Mungkin aneh, kenapa aku merasa kaget ia ingin menikah secepat ini. Mungkin juga karena aku sendiri sering merasa kalau kami bukan hanya berteman, tapi jelas kami tak punya romansa apapun, setidaknya dari pihakku. Dia itu teman yang aneh, aneh karena ia memang aneh adanya. Biasanya untuk orang yang aneh, aku belajar cuek dan tak terlalu peduli kalau tiba-tiba ia kumat ayannya (gila, tiba-tiba menjadi pemarah, atau tiba-tiba menghilang dari muka bumi tanpa kabar sedikitpun). Namun, aku sering marah kalau ia tiba-tiba menggila. Padahal, berteman dengan teman-teman yang kebanyakan mengidap sakit jiwa kambuhan, membuatku sudah hapal gejala-gejala kalau mereka sedang tak waras. Tapi, aku selalu merasa marah kalau ia tiba-tiba menjadi pendiam tanpa sebab, menghilang, atau tak membalas sms atau telepon.


Pertemananku dengannya, sebenarnya tidak ada yang begitu privat, kami bertemu tak pernah berduaan, melakukan kegiatan juga selalu bersama-sama dengan kawan yang lain, bahkan kadang di forum yang cukup besar, kami tak sempat bertegur sapa. Hanya saja, sebelum aku meninggalkan Medan, aku mengharapkan ia datang kalau kami merencanakan kegiatan apapun, entah sekadar minum kopi di sebuah kedai milik teman, atau menjelajah ke kampung-kampung orang tak dikenal.

Tak ada sesuatu yang berbeda yang kulakukan dengannya, sama saja seperti kegiatan yang kulakukan dengan teman-teman yang lain. Bukan sebuah kegiatan pertemanan pada umumnya memang, karena harus kuakui kalau kami adalah orang-orang gila yang bangga pada tingkat kewarasan kami. Kadang kami minum tuak sambil ngalor-ngidul sampai tengah malam, kadang kami travelling ke pedalaman super jauh di balik pegunungan, bahkan kami pernah bermain gulat di rumah kontrakan orang (padahal kami semua sudah akil balig dan cukup tua untuk melakukan permainan kanak-kanak seperti itu).

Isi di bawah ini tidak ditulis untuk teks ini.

//! Book lookups by author or genre

use async_trait::async_trait;

use super::{BookStore, Repository};
use crate::{
    error::AppResult,
    models::book::{Book, BookReference, BookSummary},
};

#[async_trait]
impl BookStore for Repository {
    async fn find_by_reference(&self, reference: BookReference) -> AppResult<Vec<Book>> {
        let rows = match reference {
            BookReference::Author(id) => {
                sqlx::query_as::<_, Book>(
                    "SELECT * FROM books WHERE author_id = $1 ORDER BY title"
                )
                .bind(id)
                .fetch_all(&self.pool)
                .await?
            }
            BookReference::Genre(id) => {
                sqlx::query_as::<_, Book>(
                    r#"
                    SELECT b.* FROM books b
                    JOIN book_genres bg ON bg.book_id = b.id
                    WHERE bg.genre_id = $1
                    ORDER BY b.title
                    "#,
                )
                .bind(id)
                .fetch_all(&self.pool)
                .await?
            }
        };
        Ok(rows)
    }

    async fn find_summaries_by_reference(
        &self,
        reference: BookReference,
    ) -> AppResult<Vec<BookSummary>> {
        let rows = match reference {
            BookReference::Author(id) => {
                sqlx::query_as::<_, BookSummary>(
                    "SELECT id, title, summary FROM books WHERE author_id = $1 ORDER BY title"
                )
                .bind(id)
                .fetch_all(&self.pool)
                .await?
            }
            BookReference::Genre(id) => {
                sqlx::query_as::<_, BookSummary>(
                    r#"
                    SELECT b.id, b.title, b.summary FROM books b
                    JOIN book_genres bg ON bg.book_id = b.id
                    WHERE bg.genre_id = $1
                    ORDER BY b.title
                    "#,
                )
                .bind(id)
                .fetch_all(&self.pool)
                .await?
            }
        };
        Ok(rows)
    }
}
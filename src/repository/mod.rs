//! Repository layer for database operations.
//!
//! The workflows only see the store traits below. [`Repository`] implements
//! them on PostgreSQL; any other backend must keep the same guarantees:
//! identities are assigned on insert and never change, and genre names are
//! unique (a violating write fails with [`AppError::Conflict`]).
//!
//! Referential integrity between books and authors/genres is checked by the
//! services before every delete, not left to the store.
//!
//! [`AppError::Conflict`]: crate::error::AppError::Conflict

pub mod authors;
pub mod books;
pub mod genres;

use async_trait::async_trait;
use sqlx::{Pool, Postgres};
use uuid::Uuid;

use crate::{
    error::AppResult,
    models::{Author, AuthorDraft, Book, BookReference, BookSummary, Genre, GenreDraft},
};

/// Author entity store
#[cfg_attr(test, mockall::automock)]
#[async_trait]
pub trait AuthorStore: Send + Sync {
    /// All authors ordered by family name
    async fn find_all(&self) -> AppResult<Vec<Author>>;
    async fn find_by_id(&self, id: Uuid) -> AppResult<Option<Author>>;
    /// Insert a new author, assigning its identity
    async fn insert(&self, draft: &AuthorDraft) -> AppResult<Author>;
    /// Replace the mutable fields of an author; `None` if it does not exist
    async fn update_by_id(&self, id: Uuid, draft: &AuthorDraft) -> AppResult<Option<Author>>;
    async fn remove_by_id(&self, id: Uuid) -> AppResult<()>;
}

/// Genre entity store
#[cfg_attr(test, mockall::automock)]
#[async_trait]
pub trait GenreStore: Send + Sync {
    /// All genres ordered by name
    async fn find_all(&self) -> AppResult<Vec<Genre>>;
    async fn find_by_id(&self, id: Uuid) -> AppResult<Option<Genre>>;
    async fn find_by_name(&self, name: &str) -> AppResult<Option<Genre>>;
    async fn insert(&self, draft: &GenreDraft) -> AppResult<Genre>;
    async fn update_by_id(&self, id: Uuid, draft: &GenreDraft) -> AppResult<Option<Genre>>;
    async fn remove_by_id(&self, id: Uuid) -> AppResult<()>;
}

/// Read access to the books that reference authors and genres
#[cfg_attr(test, mockall::automock)]
#[async_trait]
pub trait BookStore: Send + Sync {
    async fn find_by_reference(&self, reference: BookReference) -> AppResult<Vec<Book>>;
    /// Same books, projected to id, title and summary
    async fn find_summaries_by_reference(
        &self,
        reference: BookReference,
    ) -> AppResult<Vec<BookSummary>>;
}

/// Main repository struct holding database connection pool
#[derive(Clone)]
pub struct Repository {
    pub pool: Pool<Postgres>,
}

impl Repository {
    /// Create a new repository with the given database pool
    pub fn new(pool: Pool<Postgres>) -> Self {
        Self { pool }
    }
}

Sebenarnya, aku tak begitu mengenalnya. Ia tak pernah bicara tentang keluarganya, tak juga pernah mengajak kami main ke rumahnya. Berbeda denganku yang lebih banyak bicara. Seperti yang pernah ia katakan padaku, aku seperti buku yang terbuka, terbaca dengan mudah. Mungkin juga ia pun membaca segala yang ada di dalam pikiranku. Karakter kami jauh berbeda. Aku seperti pantat panci yang selalu menangkis dan tak pernah mencerna dengan serius apapun yang ia katakan. Sementara dia seperti got yang menampung semua sampah yang keluar dari mulutku. Mungkin karena perbedaan sifat itulah yang membuatku merasa membutuhkannya di antara teman-teman yang lain. Mungkin karena ia adalah parit busuk yang sempurna yang bisa menampung segala kotoran yang kukeluarkan.

Dan kami bertemu di persimpangan di mana ia dan aku sama-sama sudah memutuskan jalan hidup kami. Ia dan pacarnya, seperti yang diucapkan oleh salah seorang kawanku yang adalah sahabatnya, seperti sebuah paket yang sempurna, mereka saling memahami. Berbeda dengan hubungan kami, yang kurasa kami cenderung saling menyakiti dan membalas dendam, tapi tetap saja dengan riang kami saling mencaci satu sama lain. What a friendship it is!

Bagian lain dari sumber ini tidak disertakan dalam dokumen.